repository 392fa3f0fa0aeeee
use serde::{Deserialize, Serialize};

/// Gains and coupling constants for the four leaky integrators.
#[derive(Debug, Clone, Serialize, Deserialize, PartialEq)]
#[serde(default)]
pub struct DynamicsConfig {
    /// Integration gains: fraction of the gap to target closed per interval
    pub ecn_gain: f64,
    pub dmn_gain: f64,
    pub salience_gain: f64,
    pub load_gain: f64,

    /// ECN target degradation (asymmetric: instability costs more than drift)
    pub ecn_instability_weight: f64,
    pub ecn_drift_weight: f64,

    /// Mutual inhibition between ECN and DMN
    pub dmn_inhibits_ecn: f64,
    pub ecn_inhibits_dmn: f64,

    /// Extra salience per unit of positive instability change
    pub salience_delta_boost: f64,

    /// Load target mix
    pub load_salience_weight: f64,
    pub load_fatigue_weight: f64,
}

impl Default for DynamicsConfig {
    fn default() -> Self {
        Self {
            ecn_gain: 0.3,
            dmn_gain: 0.25,
            salience_gain: 0.4,
            load_gain: 0.2,
            ecn_instability_weight: 0.6,
            ecn_drift_weight: 0.4,
            dmn_inhibits_ecn: 0.1,
            ecn_inhibits_dmn: 0.2,
            salience_delta_boost: 1.5,
            load_salience_weight: 0.5,
            load_fatigue_weight: 0.5,
        }
    }
}
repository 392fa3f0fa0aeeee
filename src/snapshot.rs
//! Opaque checkpoint blobs for per-session state objects.

use anyhow::{Context, Result};
use log::warn;
use serde::{de::DeserializeOwned, Serialize};

/// Outcome of restoring from a possibly missing or corrupt blob.
#[derive(Debug, Clone, PartialEq)]
pub struct Restored<T> {
    pub value: T,
    /// The blob could not be used and `value` is freshly initialised.
    pub fell_back: bool,
}

impl<T> Restored<T> {
    pub fn resumed(value: T) -> Self {
        Self {
            value,
            fell_back: false,
        }
    }

    pub fn fresh(value: T) -> Self {
        Self {
            value,
            fell_back: true,
        }
    }

    pub fn map<U>(self, f: impl FnOnce(T) -> U) -> Restored<U> {
        Restored {
            value: f(self.value),
            fell_back: self.fell_back,
        }
    }
}

pub trait Snapshot: Serialize + DeserializeOwned + Default {
    fn to_blob(&self) -> Result<Vec<u8>> {
        serde_json::to_vec(self).context("failed to serialize state snapshot")
    }

    fn from_blob(blob: &[u8]) -> Result<Self> {
        serde_json::from_slice(blob).context("failed to decode state snapshot")
    }

    /// Decode `blob`, or start fresh when it is missing or unreadable.
    fn restore_or_default(blob: Option<&[u8]>) -> Restored<Self> {
        match blob {
            None => Restored::fresh(Self::default()),
            Some(bytes) => match Self::from_blob(bytes) {
                Ok(value) => Restored::resumed(value),
                Err(err) => {
                    warn!("discarding unreadable snapshot: {err:#}");
                    Restored::fresh(Self::default())
                }
            },
        }
    }
}

impl Snapshot for crate::models::LatentState {}
impl Snapshot for crate::models::NetworkState {}
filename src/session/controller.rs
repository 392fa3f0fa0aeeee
use std::collections::HashMap;
use std::sync::Arc;

use anyhow::{anyhow, bail, Context, Result};
use log::info;
use tokio::sync::mpsc;
use tokio::task::JoinHandle;
use tokio_util::sync::CancellationToken;
use uuid::Uuid;

use crate::models::{FeatureRecord, TaskType};
use crate::scoring::ModelFactory;
use crate::session::clock::{Clock, SystemClock};
use crate::session::engine::{SessionEngine, SessionReport};
use crate::session::loop_worker::{
    session_loop, write_checkpoint, SessionCommand, SessionEvent, WorkerContext,
};
use crate::session::sampler::{sampler_loop, TelemetrySampler};
use crate::settings::EngineConfig;
use crate::snapshot::Restored;
use crate::store::{checkpoint_key, CheckpointStore};

/// Caller's end of a running session.
pub struct SessionHandle {
    pub id: String,
    /// Closes once the session has ended.
    pub events: mpsc::UnboundedReceiver<SessionEvent>,
}

struct ActiveSession {
    commands: mpsc::UnboundedSender<SessionCommand>,
    handle: JoinHandle<SessionEngine>,
    cancel_token: CancellationToken,
    sampler: Option<JoinHandle<()>>,
}

/// Runs each session on its own tokio task. Sessions share nothing but the
/// checkpoint store.
pub struct SessionController {
    config: EngineConfig,
    factory: ModelFactory,
    store: Option<Arc<dyn CheckpointStore>>,
    clock: Arc<dyn Clock>,
    sessions: HashMap<String, ActiveSession>,
}

impl SessionController {
    pub fn new(config: EngineConfig, factory: ModelFactory) -> Self {
        Self {
            config,
            factory,
            store: None,
            clock: Arc::new(SystemClock),
            sessions: HashMap::new(),
        }
    }

    pub fn with_store(mut self, store: Arc<dyn CheckpointStore>) -> Self {
        self.store = Some(store);
        self
    }

    pub fn with_clock(mut self, clock: Arc<dyn Clock>) -> Self {
        self.clock = clock;
        self
    }

    pub async fn start_session(&mut self, task_type: TaskType) -> Result<SessionHandle> {
        let id = Uuid::new_v4().to_string();
        let engine = SessionEngine::new(
            id,
            task_type,
            self.clock.now(),
            self.config.clone(),
            (self.factory)(),
        );
        self.spawn(engine)
    }

    /// Resume `id` from the store; starts fresh when there is no usable checkpoint.
    pub async fn resume_session(
        &mut self,
        id: &str,
        task_type: TaskType,
    ) -> Result<Restored<SessionHandle>> {
        let blob = match &self.store {
            Some(store) => {
                let store = Arc::clone(store);
                let key = checkpoint_key(id);
                tokio::task::spawn_blocking(move || store.get(&key))
                    .await
                    .context("checkpoint load worker join failed")??
            }
            None => None,
        };

        let restored = SessionEngine::restore(
            blob.as_deref(),
            id,
            task_type,
            self.clock.now(),
            self.config.clone(),
            (self.factory)(),
        );
        let fell_back = restored.fell_back;
        let handle = self.spawn(restored.value)?;
        Ok(if fell_back {
            Restored::fresh(handle)
        } else {
            Restored::resumed(handle)
        })
    }

    fn spawn(&mut self, engine: SessionEngine) -> Result<SessionHandle> {
        let id = engine.id().to_string();
        if self.sessions.contains_key(&id) {
            bail!("session {id} already active");
        }

        let (command_tx, command_rx) = mpsc::unbounded_channel();
        let (event_tx, event_rx) = mpsc::unbounded_channel();
        let cancel_token = CancellationToken::new();
        let context = WorkerContext {
            store: self.store.clone(),
            clock: Arc::clone(&self.clock),
            checkpoint_every_ticks: self.config.checkpoint_every_ticks,
        };

        let handle = tokio::spawn(session_loop(
            engine,
            command_rx,
            event_tx,
            context,
            cancel_token.clone(),
        ));

        info!("session {id} worker started");
        self.sessions.insert(
            id.clone(),
            ActiveSession {
                commands: command_tx,
                handle,
                cancel_token,
                sampler: None,
            },
        );

        Ok(SessionHandle {
            id,
            events: event_rx,
        })
    }

    pub fn send(&self, id: &str, command: SessionCommand) -> Result<()> {
        let session = self
            .sessions
            .get(id)
            .ok_or_else(|| anyhow!("no active session {id}"))?;
        session
            .commands
            .send(command)
            .map_err(|_| anyhow!("session {id} worker has stopped"))
    }

    pub fn submit(&self, id: &str, record: FeatureRecord) -> Result<()> {
        self.send(id, SessionCommand::Telemetry(record))
    }

    /// Poll `sampler` every interval for this session until it ends.
    pub fn attach_sampler<S: TelemetrySampler>(&mut self, id: &str, sampler: S) -> Result<()> {
        let interval_secs = self.config.interval_secs;
        let session = self
            .sessions
            .get_mut(id)
            .ok_or_else(|| anyhow!("no active session {id}"))?;
        if session.sampler.is_some() {
            bail!("session {id} already has a sampler");
        }
        session.sampler = Some(tokio::spawn(sampler_loop(
            sampler,
            interval_secs,
            session.commands.clone(),
            session.cancel_token.child_token(),
        )));
        Ok(())
    }

    /// Cancel the worker, wait for it, and write the final checkpoint.
    /// No ticks are produced for this session afterwards.
    pub async fn end_session(&mut self, id: &str) -> Result<SessionReport> {
        let session = self
            .sessions
            .remove(id)
            .ok_or_else(|| anyhow!("no active session {id}"))?;

        session.cancel_token.cancel();
        if let Some(sampler) = session.sampler {
            sampler.await.context("sampler task failed to join")?;
        }
        let mut engine = session
            .handle
            .await
            .context("session worker failed to join")?;

        let report = engine.end(self.clock.now());
        if let Some(store) = &self.store {
            let blob = engine.checkpoint()?;
            write_checkpoint(Arc::clone(store), id, blob)
                .await
                .with_context(|| format!("failed to write final checkpoint for session {id}"))?;
        }
        info!("session {id} ended after {} ticks", report.ticks);
        Ok(report)
    }

    pub fn active_sessions(&self) -> Vec<String> {
        self.sessions.keys().cloned().collect()
    }

    pub async fn shutdown(&mut self) -> Result<Vec<SessionReport>> {
        let ids = self.active_sessions();
        let mut reports = Vec::with_capacity(ids.len());
        for id in ids {
            reports.push(self.end_session(&id).await?);
        }
        Ok(reports)
    }
}
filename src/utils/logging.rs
//! Module-gated logging macros.
//!
//! The session worker and the checkpoint store log on every interval, which is
//! noisy in tests and in the replay CLI. Modules that use these macros declare
//! their own switch:
//!
//! ```rust,ignore
//! const ENABLE_LOGS: bool = true;
//!
//! use crate::{log_info, log_warn};
//!
//! log_info!("session {} resumed at tick {}", id, tick);
//! ```

/// Info-level log, emitted only when the calling module sets `ENABLE_LOGS`.
#[macro_export]
macro_rules! log_info {
    ($($arg:tt)*) => {
        if ENABLE_LOGS {
            log::info!($($arg)*);
        }
    };
}

/// Debug-level log for per-interval detail.
#[macro_export]
macro_rules! log_debug {
    ($($arg:tt)*) => {
        if ENABLE_LOGS {
            log::debug!($($arg)*);
        }
    };
}

/// Warn-level log, emitted only when the calling module sets `ENABLE_LOGS`.
#[macro_export]
macro_rules! log_warn {
    ($($arg:tt)*) => {
        if ENABLE_LOGS {
            log::warn!($($arg)*);
        }
    };
}

/// Error-level log, emitted only when the calling module sets `ENABLE_LOGS`.
#[macro_export]
macro_rules! log_error {
    ($($arg:tt)*) => {
        if ENABLE_LOGS {
            log::error!($($arg)*);
        }
    };
}
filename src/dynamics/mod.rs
pub mod config;
pub mod network;

pub use config::DynamicsConfig;
pub use network::NetworkSimulator;
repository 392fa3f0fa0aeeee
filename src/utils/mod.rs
pub mod logging;
pub mod math;
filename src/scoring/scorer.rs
use log::warn;

use crate::models::{Attribution, LatentState, NetworkState};
use crate::scoring::features::FeatureVector;
use crate::scoring::model::{LogisticModel, RiskModel};
use crate::utils::math::clamp01;

#[derive(Debug, Clone, PartialEq)]
pub struct Score {
    pub risk: f64,
    pub attribution: Attribution,
    /// Prediction or attribution failed; `risk` is the previous value.
    pub degraded: bool,
    pub features: FeatureVector,
}

/// Wraps a [`RiskModel`] so that model failures never stop the pipeline.
pub struct RiskScorer {
    model: Box<dyn RiskModel>,
    last_risk: f64,
    last_features: Option<FeatureVector>,
}

impl Default for RiskScorer {
    fn default() -> Self {
        Self::new(Box::new(LogisticModel::baseline()))
    }
}

impl RiskScorer {
    pub fn new(model: Box<dyn RiskModel>) -> Self {
        Self {
            model,
            last_risk: 0.0,
            last_features: None,
        }
    }

    /// Seeds the fallback value, e.g. after resuming from a checkpoint.
    pub fn with_last_risk(mut self, risk: f64) -> Self {
        self.last_risk = clamp01(risk);
        self
    }

    pub fn last_risk(&self) -> f64 {
        self.last_risk
    }

    pub fn model_name(&self) -> &str {
        self.model.name()
    }

    pub fn score(
        &mut self,
        latent: &LatentState,
        previous: &LatentState,
        network: &NetworkState,
        accumulated_conflict: f64,
    ) -> Score {
        let features = FeatureVector::assemble(latent, previous, network, accumulated_conflict);
        self.last_features = Some(features);

        let mut degraded = false;
        let risk = match self.model.predict(&features) {
            Ok(p) if p.is_finite() => clamp01(p),
            Ok(p) => {
                warn!(
                    "{} returned non-finite risk {p}; reusing {:.3}",
                    self.model.name(),
                    self.last_risk
                );
                degraded = true;
                self.last_risk
            }
            Err(err) => {
                warn!(
                    "{} failed: {err:#}; reusing risk {:.3}",
                    self.model.name(),
                    self.last_risk
                );
                degraded = true;
                self.last_risk
            }
        };

        let attribution = match self.model.contributions(&features) {
            Ok(raw) => Attribution::from_contributions(&raw),
            Err(err) => {
                warn!("{} attribution failed: {err:#}", self.model.name());
                degraded = true;
                Attribution::default()
            }
        };

        self.last_risk = risk;
        Score {
            risk,
            attribution,
            degraded,
            features,
        }
    }

    /// Attach a ground-truth outcome to the most recently scored interval.
    /// Returns false when nothing has been scored yet.
    pub fn record_feedback(&mut self, actual_breakdown: bool) -> bool {
        match self.last_features {
            Some(features) => {
                self.model.record_feedback(&features, actual_breakdown);
                true
            }
            None => false,
        }
    }
}

#[cfg(test)]
mod tests {
    use super::*;
    use crate::models::{Signal, FEATURE_COUNT};
    use anyhow::{bail, Result};

    struct Flaky {
        calls: std::cell::Cell<u32>,
        fail_from: u32,
    }

    // Cell is !Sync but RiskModel only requires Send.
    impl RiskModel for Flaky {
        fn predict(&self, _features: &FeatureVector) -> Result<f64> {
            let call = self.calls.get() + 1;
            self.calls.set(call);
            if call >= self.fail_from {
                bail!("model offline");
            }
            Ok(0.42)
        }

        fn contributions(&self, features: &FeatureVector) -> Result<[f64; FEATURE_COUNT]> {
            Ok(*features.values())
        }
    }

    struct Unbounded(f64);

    impl RiskModel for Unbounded {
        fn predict(&self, _features: &FeatureVector) -> Result<f64> {
            Ok(self.0)
        }

        fn contributions(&self, _features: &FeatureVector) -> Result<[f64; FEATURE_COUNT]> {
            bail!("no attribution")
        }
    }

    fn busy() -> LatentState {
        LatentState::new(0.6, 0.2, 0.1)
    }

    #[test]
    fn failure_reuses_last_risk_and_flags_degraded() {
        let mut scorer = RiskScorer::new(Box::new(Flaky {
            calls: Default::default(),
            fail_from: 2,
        }));
        let network = NetworkState::default();

        let first = scorer.score(&busy(), &LatentState::default(), &network, 0.0);
        assert!(!first.degraded);
        assert_eq!(first.risk, 0.42);

        let second = scorer.score(&busy(), &busy(), &network, 0.0);
        assert!(second.degraded);
        assert_eq!(second.risk, 0.42);
        assert_eq!(second.attribution.top(), Some(Signal::Instability));
    }

    #[test]
    fn failure_before_any_score_falls_back_to_zero() {
        let mut scorer = RiskScorer::new(Box::new(Flaky {
            calls: Default::default(),
            fail_from: 1,
        }));
        let score = scorer.score(&busy(), &LatentState::default(), &NetworkState::default(), 0.0);
        assert!(score.degraded);
        assert_eq!(score.risk, 0.0);
    }

    #[test]
    fn out_of_range_probability_is_clipped() {
        let mut scorer = RiskScorer::new(Box::new(Unbounded(1.7)));
        let score = scorer.score(&busy(), &busy(), &NetworkState::default(), 0.0);
        assert_eq!(score.risk, 1.0);
        // Attribution failure alone still marks the interval degraded.
        assert!(score.degraded);
        assert!(score.attribution.entries.is_empty());

        let mut scorer = RiskScorer::new(Box::new(Unbounded(f64::NAN))).with_last_risk(0.3);
        let score = scorer.score(&busy(), &busy(), &NetworkState::default(), 0.0);
        assert_eq!(score.risk, 0.3);
    }

    #[test]
    fn baseline_scores_are_clean() {
        let mut scorer = RiskScorer::default();
        let score = scorer.score(&busy(), &LatentState::default(), &NetworkState::default(), 0.4);
        assert!(!score.degraded);
        assert!(score.risk > 0.0 && score.risk < 1.0);
        assert!((score.attribution.total() - 1.0).abs() < 1e-9);
        assert!(scorer.record_feedback(true));
        assert!(!RiskScorer::default().record_feedback(false));
    }
}
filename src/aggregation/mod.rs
pub mod brain_map;
pub mod config;
pub mod totals;
pub mod window;

pub use brain_map::{activation_color, BrainMap, BrainRegion, RegionActivation};
pub use config::AggregationConfig;
pub use totals::SessionTotals;
pub use window::{classify_trend, Metric, MetricAverages, RollingWindow, Trend, WindowSummary};
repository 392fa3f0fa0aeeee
use anyhow::{bail, Context, Result};
use log::warn;
use rusqlite::{params, Connection, OptionalExtension, Transaction};

use crate::session::CHECKPOINT_VERSION;

const CURRENT_SCHEMA_VERSION: i32 = 2;
const FORMAT_KEY: &str = "checkpoint_format";

/// Bring the table layout up to date, then make sure the stored blobs were
/// written in the checkpoint format this build reads.
pub fn prepare_store(conn: &mut Connection) -> Result<()> {
    run_migrations(conn)?;
    let purged = reconcile_checkpoint_format(conn)?;
    if purged > 0 {
        warn!("Dropped {purged} checkpoint(s) written in an older format");
    }
    Ok(())
}

fn run_migrations(conn: &mut Connection) -> Result<()> {
    let mut version: i32 = conn
        .pragma_query_value(None, "user_version", |row| row.get(0))
        .context("failed to read user_version pragma")?;

    if version > CURRENT_SCHEMA_VERSION {
        bail!(
            "checkpoint store schema ({}) is newer than supported schema ({})",
            version,
            CURRENT_SCHEMA_VERSION
        );
    }

    if version == CURRENT_SCHEMA_VERSION {
        return Ok(());
    }

    let tx = conn
        .transaction()
        .context("failed to open migration transaction")?;

    while version < CURRENT_SCHEMA_VERSION {
        let next_version = version + 1;
        apply_migration(&tx, next_version)
            .with_context(|| format!("migration to version {next_version} failed"))?;
        version = next_version;
    }

    tx.pragma_update(None, "user_version", CURRENT_SCHEMA_VERSION)
        .context("failed to update user_version pragma")?;
    tx.commit().context("failed to commit migrations")?;

    Ok(())
}

fn apply_migration(tx: &Transaction<'_>, version: i32) -> Result<()> {
    let sql = match version {
        1 => include_str!("schemas/schema_v1.sql"),
        2 => include_str!("schemas/schema_v2.sql"),
        _ => bail!("unknown migration target version: {version}"),
    };
    tx.execute_batch(sql)
        .with_context(|| format!("failed to execute schema_v{version}.sql"))
}

/// Compare the recorded checkpoint format with [`CHECKPOINT_VERSION`].
///
/// A store stamped by a newer build is refused so its blobs are not
/// overwritten. Blobs from an older format can never be restored, so they
/// are deleted and the stamp moves forward. Returns how many were deleted.
fn reconcile_checkpoint_format(conn: &mut Connection) -> Result<usize> {
    let current = i64::from(CHECKPOINT_VERSION);
    let tx = conn
        .transaction()
        .context("failed to open checkpoint format transaction")?;

    let recorded: Option<i64> = tx
        .query_row(
            "SELECT value FROM store_meta WHERE name = ?1",
            params![FORMAT_KEY],
            |row| row.get(0),
        )
        .optional()
        .context("failed to read checkpoint format")?;

    let purged = match recorded {
        Some(format) if format == current => return Ok(0),
        Some(format) if format > current => bail!(
            "checkpoint store holds format {format}, newer than supported format {current}"
        ),
        Some(_) => tx
            .execute("DELETE FROM checkpoints", [])
            .context("failed to drop stale checkpoints")?,
        None => 0,
    };

    tx.execute(
        "INSERT INTO store_meta (name, value) VALUES (?1, ?2)
         ON CONFLICT(name) DO UPDATE SET value = excluded.value",
        params![FORMAT_KEY, current],
    )
    .context("failed to record checkpoint format")?;
    tx.commit().context("failed to commit checkpoint format")?;

    Ok(purged)
}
···
◆ TASK DESCRIPTION
Please show each line in the records above that contains "FeatureRecord".

◆ FINISHED EXERCISE
use crate::models::{FeatureRecord, TaskType};
    pub fn submit(&self, id: &str, record: FeatureRecord) -> Result<()> {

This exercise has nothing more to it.